A shape-shifting nuclease unravels structured RNA

The authors employ cryogenic electron microscopy and kinetic analysis to characterize the discrete steps of how the Dis3L2 3 '-5 ' exoribonuclease recognizes and degrades structured RNA targets. RNA turnover pathways ensure appropriate gene expression levels by eliminating unwanted transcripts. Dis3-like 2 (Dis3L2) is a 3 '-5 ' exoribonuclease that plays a critical role in human development. Dis3L2 independently degrades structured substrates, including coding and noncoding 3 ' uridylated RNAs. While the basis for Dis3L2's substrate recognition has been well characterized, the mechanism of structured RNA degradation by this family of enzymes is unknown. We characterized the discrete steps of the degradation cycle by determining cryogenic electron microscopy structures representing snapshots along the RNA turnover pathway and measuring kinetic parameters for RNA processing. We discovered a dramatic conformational change that is triggered by double-stranded RNA (dsRNA), repositioning two cold shock domains by 70 angstrom.

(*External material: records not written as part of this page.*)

//! Scanners over the rendered DOM
//!
//! These checks parse the page-source snapshot with `scraper`; a selector
//! that fails to build or an element that cannot be read simply
//! contributes nothing, so a broken page never aborts the scan pass.

use crate::browser::telemetry::{header_value, main_document_response};
use crate::report::{Notification, NotificationCategory};
use crate::scan::PageContext;
use scraper::{Html, Selector};
use std::collections::HashSet;

/// Flags every image without non-blank alt text, plus a per-page summary
pub(crate) fn scan_missing_alt(ctx: &PageContext) -> Vec<Notification> {
    let document = Html::parse_document(&ctx.html);
    let selector = match Selector::parse("img") {
        Ok(selector) => selector,
        Err(_) => return Vec::new(),
    };

    let mut notifications = Vec::new();
    let mut missing = 0usize;

    for element in document.select(&selector) {
        let alt = element.value().attr("alt");
        if alt.map_or(true, |a| a.trim().is_empty()) {
            missing += 1;
            let src = element.value().attr("src").unwrap_or("unknown source");
            notifications.push(Notification::new(
                NotificationCategory::Accessibility,
                format!("Image missing alt text: {}", src),
            ));
        }
    }

    if missing > 0 {
        notifications.push(Notification::new(
            NotificationCategory::Accessibility,
            format!("Found {} image(s) missing alt text on this page", missing),
        ));
    }

    notifications
}

/// Flags a missing title or a title longer than the configured maximum
pub(crate) fn scan_title(ctx: &PageContext) -> Vec<Notification> {
    let document = Html::parse_document(&ctx.html);
    let selector = match Selector::parse("title") {
        Ok(selector) => selector,
        Err(_) => return Vec::new(),
    };

    let title = document
        .select(&selector)
        .next()
        .map(|element| element.text().collect::<String>().trim().to_string())
        .filter(|text| !text.is_empty());

    match title {
        Some(title) => {
            let length = title.chars().count();
            if length > ctx.config.max_title_length {
                vec![Notification::new(
                    NotificationCategory::Seo,
                    format!(
                        "Title length ({} characters) exceeds recommended maximum of {} characters: '{}'",
                        length, ctx.config.max_title_length, title
                    ),
                )]
            } else {
                Vec::new()
            }
        }
        None => vec![Notification::new(
            NotificationCategory::Seo,
            "Page is missing a title tag",
        )],
    }
}

/// Counts H1 headings: zero is missing, more than one lists the first
/// three texts
pub(crate) fn scan_headings(ctx: &PageContext) -> Vec<Notification> {
    let document = Html::parse_document(&ctx.html);
    let selector = match Selector::parse("h1") {
        Ok(selector) => selector,
        Err(_) => return Vec::new(),
    };

    let texts: Vec<String> = document
        .select(&selector)
        .map(|element| element.text().collect::<String>().trim().to_string())
        .collect();

    match texts.len() {
        0 => vec![Notification::new(
            NotificationCategory::H1Missing,
            "Page is missing an H1 heading",
        )],
        1 => Vec::new(),
        count => {
            let shown: Vec<String> = texts
                .iter()
                .take(3)
                .map(|text| format!("\"{}\"", text))
                .collect();
            let mut message = format!("Page has {} H1 headings: {}", count, shown.join(", "));
            if count > 3 {
                message.push_str(&format!(" and {} more", count - 3));
            }
            vec![Notification::new(NotificationCategory::MultipleH1, message)]
        }
    }
}

/// Flags pages whose final URL is served over plain HTTP
pub(crate) fn scan_https(ctx: &PageContext) -> Vec<Notification> {
    if ctx.page_url.scheme() == "http" {
        vec![Notification::new(
            NotificationCategory::NoHttps,
            format!("Page is served over HTTP instead of HTTPS: {}", ctx.page_url),
        )]
    } else {
        Vec::new()
    }
}

/// Inspects robots meta tags and the X-Robots-Tag header for
/// noindex/nofollow directives
///
/// Each directive generates one notification. The header is only
/// consulted for directives the meta tags did not already report, so the
/// same directive never signals twice.
pub(crate) fn scan_indexability(ctx: &PageContext) -> Vec<Notification> {
    let mut notifications = Vec::new();
    let mut seen: HashSet<&'static str> = HashSet::new();

    let document = Html::parse_document(&ctx.html);
    if let Ok(selector) = Selector::parse("meta[name][content]") {
        for element in document.select(&selector) {
            let name = element.value().attr("name").unwrap_or("");
            if !name.eq_ignore_ascii_case("robots") && !name.eq_ignore_ascii_case("googlebot") {
                continue;
            }
            let content = element
                .value()
                .attr("content")
                .unwrap_or("")
                .to_lowercase();
            if content.contains("noindex") && seen.insert("noindex") {
                notifications.push(Notification::new(
                    NotificationCategory::Noindex,
                    "Page has a noindex directive in its robots meta tag",
                ));
            }
            if content.contains("nofollow") && seen.insert("nofollow") {
                notifications.push(Notification::new(
                    NotificationCategory::Nofollow,
                    "Page has a nofollow directive in its robots meta tag",
                ));
            }
        }
    }

    if let Some(response) = main_document_response(&ctx.telemetry, ctx.page_url.as_str()) {
        if let Some(value) = header_value(&response.headers, "x-robots-tag") {
            let value = value.to_lowercase();
            if value.contains("noindex") && seen.insert("noindex") {
                notifications.push(Notification::new(
                    NotificationCategory::Noindex,
                    "Page has a noindex directive in the X-Robots-Tag response header",
                ));
            }
            if value.contains("nofollow") && seen.insert("nofollow") {
                notifications.push(Notification::new(
                    NotificationCategory::Nofollow,
                    "Page has a nofollow directive in the X-Robots-Tag response header",
                ));
            }
        }
    }

    notifications
}

#[cfg(test)]
mod tests {
    use super::*;
    use crate::browser::fake::response_entry_with_headers;
    use crate::browser::telemetry::parse_log_entry;
    use crate::scan::test_support::{context, context_at};

    #[test]
    fn test_missing_alt_per_image_and_summary() {
        let html = r#"<html><body>
            <img src="/a.png">
            <img src="/b.png" alt="  ">
            <img src="/c.png" alt="described">
        </body></html>"#;
        let notifications = scan_missing_alt(&context(html, vec![]));

        assert_eq!(notifications.len(), 3);
        assert_eq!(notifications[0].message, "Image missing alt text: /a.png");
        assert_eq!(notifications[1].message, "Image missing alt text: /b.png");
        assert_eq!(
            notifications[2].message,
            "Found 2 image(s) missing alt text on this page"
        );
    }

    #[test]
    fn test_no_images_means_no_notifications() {
        let notifications = scan_missing_alt(&context("<html><body></body></html>", vec![]));
        assert!(notifications.is_empty());
    }

    #[test]
    fn test_title_over_length() {
        let title = "a".repeat(61);
        let html = format!("<html><head><title>{}</title></head></html>", title);
        let notifications = scan_title(&context(&html, vec![]));

        assert_eq!(notifications.len(), 1);
        assert_eq!(notifications[0].category, NotificationCategory::Seo);
        assert!(notifications[0].message.contains("61"));
        assert!(notifications[0].message.contains("60"));
        assert!(notifications[0].message.contains(&title));
    }

    #[test]
    fn test_title_at_limit_passes() {
        let html = format!("<html><head><title>{}</title></head></html>", "a".repeat(60));
        assert!(scan_title(&context(&html, vec![])).is_empty());
    }

    #[test]
    fn test_missing_title() {
        let notifications = scan_title(&context("<html><head></head></html>", vec![]));
        assert_eq!(notifications.len(), 1);
        assert_eq!(notifications[0].message, "Page is missing a title tag");
    }

    #[test]
    fn test_empty_title_counts_as_missing() {
        let notifications = scan_title(&context("<html><head><title>  </title></head></html>", vec![]));
        assert_eq!(notifications.len(), 1);
        assert_eq!(notifications[0].message, "Page is missing a title tag");
    }

    #[test]
    fn test_zero_h1() {
        let notifications = scan_headings(&context("<html><body><p>x</p></body></html>", vec![]));
        assert_eq!(notifications.len(), 1);
        assert_eq!(notifications[0].category, NotificationCategory::H1Missing);
    }

    #[test]
    fn test_single_h1_passes() {
        assert!(scan_headings(&context("<html><body><h1>One</h1></body></html>", vec![])).is_empty());
    }

    #[test]
    fn test_four_h1_lists_three_and_one_more() {
        let html = "<html><body><h1>A</h1><h1>B</h1><h1>C</h1><h1>D</h1></body></html>";
        let notifications = scan_headings(&context(html, vec![]));

        assert_eq!(notifications.len(), 1);
        assert_eq!(notifications[0].category, NotificationCategory::MultipleH1);
        assert_eq!(
            notifications[0].message,
            "Page has 4 H1 headings: \"A\", \"B\", \"C\" and 1 more"
        );
    }

    #[test]
    fn test_two_h1_no_suffix() {
        let html = "<html><body><h1>A</h1><h1>B</h1></body></html>";
        let notifications = scan_headings(&context(html, vec![]));
        assert_eq!(
            notifications[0].message,
            "Page has 2 H1 headings: \"A\", \"B\""
        );
    }

    #[test]
    fn test_http_page_flagged() {
        let notifications = scan_https(&context_at("http://site.test/", "<html></html>", vec![]));
        assert_eq!(notifications.len(), 1);
        assert_eq!(notifications[0].category, NotificationCategory::NoHttps);
    }

    #[test]
    fn test_https_page_passes() {
        assert!(scan_https(&context_at("https://site.test/", "<html></html>", vec![])).is_empty());
    }

    #[test]
    fn test_meta_robots_noindex_nofollow() {
        let html = r#"<html><head>
            <meta name="ROBOTS" content="NOINDEX, NOFOLLOW">
        </head></html>"#;
        let notifications = scan_indexability(&context(html, vec![]));

        assert_eq!(notifications.len(), 2);
        assert_eq!(notifications[0].category, NotificationCategory::Noindex);
        assert_eq!(notifications[1].category, NotificationCategory::Nofollow);
    }

    #[test]
    fn test_googlebot_meta_counts() {
        let html = r#"<html><head><meta name="googlebot" content="noindex"></head></html>"#;
        let notifications = scan_indexability(&context(html, vec![]));
        assert_eq!(notifications.len(), 1);
        assert_eq!(notifications[0].category, NotificationCategory::Noindex);
    }

    #[test]
    fn test_header_directive_without_meta() {
        let entry = response_entry_with_headers(
            "http://site.test/",
            200,
            "text/html",
            100.0,
            &[("X-Robots-Tag", "noindex")],
            1.0,
        );
        let telemetry = vec![parse_log_entry(&entry).unwrap()];
        let notifications = scan_indexability(&context("<html></html>", telemetry));

        assert_eq!(notifications.len(), 1);
        assert_eq!(notifications[0].category, NotificationCategory::Noindex);
        assert!(notifications[0].message.contains("X-Robots-Tag"));
    }

    #[test]
    fn test_header_does_not_duplicate_meta_directive() {
        let entry = response_entry_with_headers(
            "http://site.test/",
            200,
            "text/html",
            100.0,
            &[("x-robots-tag", "noindex, nofollow")],
            1.0,
        );
        let telemetry = vec![parse_log_entry(&entry).unwrap()];
        let html = r#"<html><head><meta name="robots" content="noindex"></head></html>"#;
        let notifications = scan_indexability(&context(html, telemetry));

        // noindex from the meta tag, nofollow only from the header
        assert_eq!(notifications.len(), 2);
        assert!(notifications[0].message.contains("meta tag"));
        assert_eq!(notifications[1].category, NotificationCategory::Nofollow);
        assert!(notifications[1].message.contains("X-Robots-Tag"));
    }
}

This movement exposes a trihelix linker region, which acts as a wedge to separate the two RNA strands. Furthermore, we show that the trihelix linker is critical for dsRNA, but not single-stranded RNA, degradation. These findings reveal the conformational plasticity of Dis3L2 and detail a mechanism of structured RNA degradation.

Automated summary

This study employs cryogenic electron microscopy and kinetic analysis to characterize the steps of how the Dis3L2 3'-5' exoribonuclease recognizes and degrades structured RNA targets. The authors discovered a conformational change triggered by dsRNA, repositioning cold shock domains and separating RNA strands. The findings reveal the conformational plasticity of Dis3L2 and detail a mechanism of structured RNA degradation.